Framasoft is a popular education social network created in November 2001 by , Paul Lunetta, and Georges Silva. Since 2014, it is supported by a nonprofit organization of the same name based in Lyon, France. Mainly focused on free software valorisation, it is divided into three main branches of activities based upon a collaborative model: promotion, dissemination and development of free software, and enrichment of the free culture movement and online services.

As a space for orientation, informations, news, exchange, and projects, Framasoft is one of the main French language portals to the free and open-source culture. Its community regularly brings resources and assistance to people who would like to get started with free software. They also accompany people wishing to replace their proprietary software with open-source solutions at any step of the migration from proprietary to free software, such as Microsoft Windows to Linux.

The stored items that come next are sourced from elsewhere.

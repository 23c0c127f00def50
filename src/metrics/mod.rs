//! Prometheus metrics for the backend.
//!
//! - Connection metrics (active connections, groups, users, lifetimes)
//! - Inbound WebSocket message metrics by kind
//! - Fan-out delivery metrics
//! - Heartbeat and database health metrics

mod helpers;

pub use helpers::{
    encode_metrics, FanoutMetrics, HeartbeatMetrics, SessionMetrics, WsMessageMetrics,
};

use lazy_static::lazy_static;
use prometheus::{
    register_histogram, register_int_counter, register_int_counter_vec, register_int_gauge,
    Histogram, IntCounter, IntCounterVec, IntGauge,
};

/// Prefix for all metrics
const METRIC_PREFIX: &str = "nexus";

lazy_static! {
    // ============================================================================
    // Connection Metrics
    // ============================================================================

    /// Total number of registered WebSocket connections
    pub static ref CONNECTIONS_TOTAL: IntGauge = register_int_gauge!(
        format!("{}_connections_total", METRIC_PREFIX),
        "Total number of registered WebSocket connections"
    ).unwrap();

    /// Number of users with an addressable connection
    pub static ref USERS_CONNECTED: IntGauge = register_int_gauge!(
        format!("{}_users_connected", METRIC_PREFIX),
        "Number of users with an addressable connection"
    ).unwrap();

    /// Number of connection groups with at least one member
    pub static ref GROUPS_ACTIVE: IntGauge = register_int_gauge!(
        format!("{}_groups_active", METRIC_PREFIX),
        "Number of connection groups with at least one member"
    ).unwrap();

    /// Total WebSocket connections opened
    pub static ref WS_CONNECTIONS_OPENED: IntCounter = register_int_counter!(
        format!("{}_ws_connections_opened_total", METRIC_PREFIX),
        "Total WebSocket connections opened"
    ).unwrap();

    /// Total WebSocket connections closed
    pub static ref WS_CONNECTIONS_CLOSED: IntCounter = register_int_counter!(
        format!("{}_ws_connections_closed_total", METRIC_PREFIX),
        "Total WebSocket connections closed"
    ).unwrap();

    /// Sessions closed by reason
    pub static ref WS_SESSIONS_CLOSED: IntCounterVec = register_int_counter_vec!(
        format!("{}_ws_sessions_closed_total", METRIC_PREFIX),
        "WebSocket sessions closed by reason",
        &["reason"]
    ).unwrap();

    /// Inbound messages by kind
    pub static ref WS_MESSAGES_RECEIVED: IntCounterVec = register_int_counter_vec!(
        format!("{}_ws_messages_received_total", METRIC_PREFIX),
        "Inbound WebSocket messages by kind",
        &["kind"]
    ).unwrap();

    /// Connection lifetime
    pub static ref WS_CONNECTION_DURATION: Histogram = register_histogram!(
        format!("{}_ws_connection_duration_seconds", METRIC_PREFIX),
        "WebSocket connection duration in seconds",
        vec![1.0, 10.0, 60.0, 300.0, 900.0, 3600.0, 14400.0]
    ).unwrap();

    // ============================================================================
    // Fan-out Metrics
    // ============================================================================

    /// Messages handed to a recipient's queue
    pub static ref FANOUT_DELIVERED_TOTAL: IntCounter = register_int_counter!(
        format!("{}_fanout_delivered_total", METRIC_PREFIX),
        "Fan-out messages successfully queued for a connection"
    ).unwrap();

    /// Messages that could not be handed to a recipient
    pub static ref FANOUT_FAILED_TOTAL: IntCounter = register_int_counter!(
        format!("{}_fanout_failed_total", METRIC_PREFIX),
        "Fan-out messages that failed to reach a connection"
    ).unwrap();

    // ============================================================================
    // Heartbeat & Health Metrics
    // ============================================================================

    /// Duration of one heartbeat round
    pub static ref HEARTBEAT_DURATION_MS: Histogram = register_histogram!(
        format!("{}_heartbeat_duration_ms", METRIC_PREFIX),
        "Heartbeat round duration in milliseconds",
        vec![1.0, 5.0, 10.0, 50.0, 100.0, 500.0, 1000.0, 5000.0]
    ).unwrap();

    /// Heartbeat sends that timed out
    pub static ref HEARTBEAT_TIMEOUTS: IntCounter = register_int_counter!(
        format!("{}_heartbeat_timeouts_total", METRIC_PREFIX),
        "Heartbeat sends that timed out"
    ).unwrap();

    /// Database probe result (1 = reachable, 0 = unreachable or disabled)
    pub static ref DATABASE_UP: IntGauge = register_int_gauge!(
        format!("{}_database_up", METRIC_PREFIX),
        "Database probe result (1=reachable, 0=unreachable or disabled)"
    ).unwrap();
}
//! Per-connection message loop.
//!
//! A [`Session`] owns one connection from registration to teardown:
//!
//! ```text
//! Connecting --register--> Open --disconnect / error / idle / shutdown--> Closing --unregister--> Closed
//! ```
//!
//! Inbound frames are handled strictly one at a time, so replies leave in the
//! order their requests arrived.

use std::fmt::Display;
use std::sync::Arc;
use std::time::Duration;

use axum::extract::ws::Message;
use futures::{Stream, StreamExt};
use tokio::sync::broadcast::{self, error::RecvError};
use tokio::time::timeout;

use crate::connection_manager::{
    ConnectionError, ConnectionHandle, ConnectionManager, Registration, SendError,
};
use crate::metrics::WsMessageMetrics;

use super::message::{ClientMessage, ServerMessage};

#[derive(Debug, Clone, Copy, PartialEq, Eq)]
pub enum SessionState {
    Connecting,
    Open,
    Closing,
    Closed,
}

/// Why a session ended
#[derive(Debug, Clone, Copy, PartialEq, Eq)]
pub enum CloseReason {
    /// Client sent a close frame
    ClientClosed,
    /// Inbound stream ended without a close frame
    StreamEnded,
    TransportError,
    ReplyFailed,
    IdleTimeout,
    Shutdown,
}

impl CloseReason {
    pub fn as_str(&self) -> &'static str {
        match self {
            Self::ClientClosed => "client_closed",
            Self::StreamEnded => "stream_ended",
            Self::TransportError => "transport_error",
            Self::ReplyFailed => "reply_failed",
            Self::IdleTimeout => "idle_timeout",
            Self::Shutdown => "shutdown",
        }
    }
}

/// Errors raised while handling a single inbound frame
#[derive(Debug, thiserror::Error)]
pub enum SessionError {
    /// Malformed message; the connection stays usable
    #[error("invalid message: {0}")]
    Decode(#[from] serde_json::Error),
    /// The socket itself failed
    #[error("transport error: {0}")]
    Transport(String),
    /// The reply could not be queued for the writer
    #[error("reply failed: {0}")]
    Reply(#[from] SendError),
}

impl SessionError {
    pub fn is_recoverable(&self) -> bool {
        matches!(self, Self::Decode(_))
    }
}

enum Flow {
    Continue,
    Close,
}

pub struct Session {
    registration: Registration,
    idle_timeout: Duration,
    shutdown: Option<broadcast::Receiver<()>>,
    state: SessionState,
}

impl Session {
    /// Register the connection and open the session
    pub fn start(
        registry: Arc<ConnectionManager>,
        handle: Arc<ConnectionHandle>,
        idle_timeout: Duration,
        shutdown: broadcast::Receiver<()>,
    ) -> Result<Self, ConnectionError> {
        let registration = Registration::acquire(registry, handle)?;
        let mut session = Self {
            registration,
            idle_timeout,
            shutdown: Some(shutdown),
            state: SessionState::Connecting,
        };
        session.transition(SessionState::Open);
        Ok(session)
    }

    pub fn handle(&self) -> &Arc<ConnectionHandle> {
        self.registration.handle()
    }

    pub fn state(&self) -> SessionState {
        self.state
    }

    /// Drive the session until the connection ends, then unregister it
    pub async fn run<S, E>(mut self, mut inbound: S) -> CloseReason
    where
        S: Stream<Item = Result<Message, E>> + Unpin,
        E: Display,
    {
        let idle_timeout = self.idle_timeout;

        let reason = loop {
            let next = tokio::select! {
                _ = wait_for_shutdown(&mut self.shutdown) => break CloseReason::Shutdown,
                next = timeout(idle_timeout, inbound.next()) => next,
            };

            let frame = match next {
                Err(_) => break CloseReason::IdleTimeout,
                Ok(None) => break CloseReason::StreamEnded,
                Ok(Some(Err(e))) => {
                    let error = SessionError::Transport(e.to_string());
                    tracing::warn!(
                        connection_id = %self.handle().id,
                        error = %error,
                        "WebSocket receive error"
                    );
                    break CloseReason::TransportError;
                }
                Ok(Some(Ok(frame))) => frame,
            };

            match self.handle_frame(frame).await {
                Ok(Flow::Continue) => {}
                Ok(Flow::Close) => break CloseReason::ClientClosed,
                Err(error) if error.is_recoverable() => {
                    tracing::warn!(
                        connection_id = %self.handle().id,
                        error = %error,
                        "Failed to parse client message"
                    );
                    WsMessageMetrics::record("invalid");
                    let reply = ServerMessage::error("INVALID_MESSAGE", error.to_string());
                    if self.handle().send(reply).await.is_err() {
                        break CloseReason::ReplyFailed;
                    }
                }
                Err(error) => {
                    tracing::debug!(
                        connection_id = %self.handle().id,
                        error = %error,
                        "Closing connection"
                    );
                    break CloseReason::ReplyFailed;
                }
            }
        };

        self.close(reason);
        reason
    }

    async fn handle_frame(&self, frame: Message) -> Result<Flow, SessionError> {
        let handle = self.handle();
        match frame {
            Message::Text(text) => {
                handle.update_activity();
                let msg: ClientMessage = serde_json::from_str(text.as_str())?;
                WsMessageMetrics::record(msg.kind());
                handle.send(ServerMessage::reply_to(msg)).await?;
                Ok(Flow::Continue)
            }
            Message::Binary(_) => {
                handle.update_activity();
                WsMessageMetrics::record("binary");
                handle
                    .send(ServerMessage::error(
                        "UNSUPPORTED_FORMAT",
                        "Binary messages are not supported",
                    ))
                    .await?;
                Ok(Flow::Continue)
            }
            Message::Ping(_) | Message::Pong(_) => {
                // Axum answers pings itself; these only count as activity
                handle.update_activity();
                Ok(Flow::Continue)
            }
            Message::Close(_) => {
                tracing::debug!(connection_id = %handle.id, "Received close frame");
                Ok(Flow::Close)
            }
        }
    }

    fn close(mut self, reason: CloseReason) {
        self.transition(SessionState::Closing);
        tracing::debug!(
            connection_id = %self.handle().id,
            reason = reason.as_str(),
            "Closing session"
        );

        let Session { registration, .. } = self;
        registration.release();
        tracing::trace!(state = ?SessionState::Closed, "Session closed");
    }

    fn transition(&mut self, next: SessionState) {
        tracing::trace!(
            connection_id = %self.handle().id,
            from = ?self.state,
            to = ?next,
            "Session state change"
        );
        self.state = next;
    }
}

/// Resolves when the process-wide shutdown signal fires. A dropped sender
/// means shutdown can no longer be signalled, so the future then never resolves.
async fn wait_for_shutdown(shutdown: &mut Option<broadcast::Receiver<()>>) {
    let closed = match shutdown.as_mut() {
        Some(rx) => matches!(rx.recv().await, Err(RecvError::Closed)),
        None => true,
    };

    if closed {
        *shutdown = None;
        std::future::pending::<()>().await;
    }
}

The entire Framasoft production is provided under Free license in order to promote participation and guarantee that everyone can benefit from it, without any appropriation whatsoever. Framasoft Free mentions is a corporate and non-profit third party.

Framasoft network 

List of Framasoft's products and services:

Framasoft network has around thirty projects with as many websites, usually named with a prefix "frama" and an independent ".org" as domain name. Those projects belong to three main categories: free and opensource software, free culture and free and open-source online services.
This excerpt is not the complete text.